“The war with arms is over, now begins the debate of ideas.” So declared Iván Márquez in 2016 after concluding peace talks with the Colombian government. The lead negotiator for the Revolutionary Armed Forces of Colombia (FARC) captured the mood of the moment. After Bogotá formally agreed to peace with the FARC that November, ending 52 years of insurgency, more than 13,000 FARC members demobilized, and some formed a political party with 10 seats in congress. Although the deal’s terms were rejected by a slim majority of the country’s electorate, the prospect of peace and a 15-year UN stabilization plan inspired cautious optimism for civil discourse and new development efforts in one of Latin America’s most unequal countries.

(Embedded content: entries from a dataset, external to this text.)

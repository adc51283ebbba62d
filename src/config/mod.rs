pub mod load;
pub mod types;

pub use load::{load_detection_settings, seconds_to_ms, validate_detection_settings};
pub use types::{
    DEFAULT_DATABASE, DEFAULT_DESTINATION, DEFAULT_SETTINGS_FILE, DEFAULT_SOURCE,
    DetectionSettings, OperationMode, RunConfig,
};
//! 片頭剪除元件
//!
//! 以已知片頭畫面的特徵資料庫逐秒比對影片開頭，
//! 找到第一張陌生畫面後以 ffmpeg 無損剪掉之前的內容

mod cut_point_scanner;
mod main;

pub use cut_point_scanner::{CutPointScanner, ScanResult, ScanState};
pub use main::{HeaderTrimmer, TrimSummary, print_summary};
pub mod cli;
pub mod component;
pub mod config;
pub mod error;
pub mod handlers;
pub mod init;
pub mod signal;
pub mod tools;
//! 功能元件模組
//!
//! 每個子模組實現一個獨立的功能，包含主要邏輯和專用工具

pub mod fingerprint_builder;
pub mod header_trimmer;

pub use fingerprint_builder::FingerprintBuilder;
pub use header_trimmer::HeaderTrimmer;
mod ffprobe_info;
mod fingerprint_store;
mod frame_source;
mod path_validator;
mod perceptual_hasher;
mod segment_extractor;
mod similarity;
mod video_scanner;

pub use ffprobe_info::{VideoInfo, get_video_info};
pub use fingerprint_store::FingerprintStore;
pub use frame_source::{
    FfmpegDecoder, FfmpegFrameSource, Frame, FrameDecoder, FrameSource, HASH_INPUT_SIZE,
};
pub use path_validator::{validate_directory_exists, validate_path_exists};
pub use perceptual_hasher::{DctHasher, FrameHasher};
pub use segment_extractor::{FfmpegExtractor, SegmentExtractor};
pub use similarity::{Fingerprint, FingerprintSet, SimilarityThreshold};
pub use video_scanner::{ExtensionFilter, resolve_sources};
//! tunesort-ingest library interface
//!
//! Organizes a tree of audio files into `dest/<artist>/<title><ext>`, backed
//! by an import ledger that keeps repeated runs idempotent.

pub mod config;
pub mod extractor;
pub mod ledger;
pub mod pipeline;
pub mod placement;
pub mod resolver;
pub mod scanner;
pub mod statistics;
pub mod tags;

pub use crate::config::{ConfigOverrides, IngestConfig};
pub use crate::extractor::MetadataExtractor;
pub use crate::ledger::{BulkSeedReport, ImportLedger, ImportRecord, LedgerStats, SuppressionReason};
pub use crate::pipeline::{FileOutcome, OrganizePipeline, RunMode, Stage, Track, Transition};
pub use crate::placement::{Placement, PlacementCheck, PlacementEngine};
pub use crate::resolver::{
    MetadataResolver, NormalizationService, NormalizeRequest, NormalizeResponse, ResolutionResult,
    ServiceError,
};
pub use crate::statistics::RunSummary;
pub use crate::tags::{EmbeddedTags, LoftyTagIo, TagError, TagIo, TagWriteReport};
pub use tunesort_common::normalize;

Three years on, Márquez has lost interest in debate. On 29 August, he released a video statement announcing a return to insurgency. Flanked by two other former FARC leaders, Márquez alleged that Bogotá failed to deliver on pledges to develop rural areas and protect demobilized FARC members, at least 135 of whom have been assassinated since the peace deal was signed. The answer, he declared, is armed struggle against the Colombian state.
The appeal will find a sympathetic audience among the more than 30 FARC dissident groups currently operating across Colombia. A Colombian military intelligence report leaked to the press in June this year estimated their aggregate membership at 2,300, up from roughly 300 at the time of the peace accord. Their ranks include militants that never disarmed and those that did but later defected as state-sponsored employment initiatives failed to meet expectations and targeted killings multiplied.
Anecdotal accounts suggest these groups focus on crime rather than politics. For example, one prominent dissident faction, the Oliver Sinisterra Front, is a prolific cocaine producer in the country’s southwest. The groups also appear uncoordinated and dispersed, preventing them from posing a cohesive and immediate threat to the state. Yet, as a unified force, FARC dissidents would constitute one of the country’s three largest armed groups alongside National Liberation Army insurgents and the Gulf Clan organized crime syndicate.
Accordingly, the prospect that Márquez’s call to arms could unify the FARC’s scattered discontents is a credible threat to the peace process. He and the other leaders from the 29 August video, Jesús Santrich and Hernán Darío Velásquez Saldarriaga, remain iconic figures for former guerrillas. Indeed, one dissident group, formerly the FARC’s 18th front, has already pledged allegiance to the three men. While it is unclear how many more dissident factions will follow suit, it is worth considering what a return to arms under Márquez’s command would mean for Colombia’s economy and security.
Sustained and politically motivated attacks on energy, telecom, and transport infrastructure across southern Colombia would almost certainly resume. They were a recurrent FARC tactic until 2015, when the group held fire to focus on peace talks. With fresh grievances that the state “betrayed” those talks and no political incentive for self-restraint, Márquez’s FARC would likely return to attacking symbols of Colombia’s capitalist economy in the areas—Arauca, Guaviare, Putamayo, and Nariño—where dissident FARC factions are most concentrated. Likely targets include infrastructure belonging to state-owned oil company Ecopetrol, the country’s largest firm by most measures and a source of multibillion-dollar dividends for Bogotá.
Such attacks would undermine large-scale military reform. The Colombian army responded to the peace deal in 2017 by restructuring multiple military divisions and dissolving numerous task forces. With the FARC no longer a priority target, it turned to combating illegal armed groups with arsenals too extensive for the police alone to manage. Over the longer-term, Colombia’s armed forces aim to transition away from a focus on internal conflict and toward becoming a more traditional fighting force that protects national sovereignty against external threats, an ambition underscored by a NATO partnership established last year. Yet, that aspiration will seem increasingly far off if the army once again becomes bogged down in a slow burning guerrilla insurgency.
That insurgency would also impede the very rural development that Márquez accused Bogotá of betraying. Inequality remains persistently high, with the top 1% of Colombians taking in more than 16% of national income, and rural poverty drives the disparity. The FARC peace deal committed Bogotá to reducing rural poverty by 50% within 10 years through a mixture of infrastructure investment in former FARC territory and payments to farmers to grow alternatives to coca. UN monitoring of the crop substitution program suggests it is highly imperfect, with more than 40% of the 99,097 participating families yet to receive a payment. However, the program will fail entirely if a unified FARC force occupies the areas most in need of investment.
A return to armed conflict is not a foregone conclusion, but all the elements needed for a reunified and militant FARC already exist. Márquez has articulated specific grievances against the state and a simple narrative for why disarming was a mistake. In Colombian president Iván Duque, he has an adversary that he can credibly claim as hostile to the FARC and its agenda. And the disparate FARC cells have ample access to arms, experienced fighters, and lucrative criminal businesses capable of financing a sustained insurgency.
The peace agreement, however unpopular, was a once-in-a-generation achievement. If Bogotá does not act quickly to address the factors undermining the deal, it could be a very long wait until Colombia’s guerrillas once again consider the debate of ideas a solution to their problems.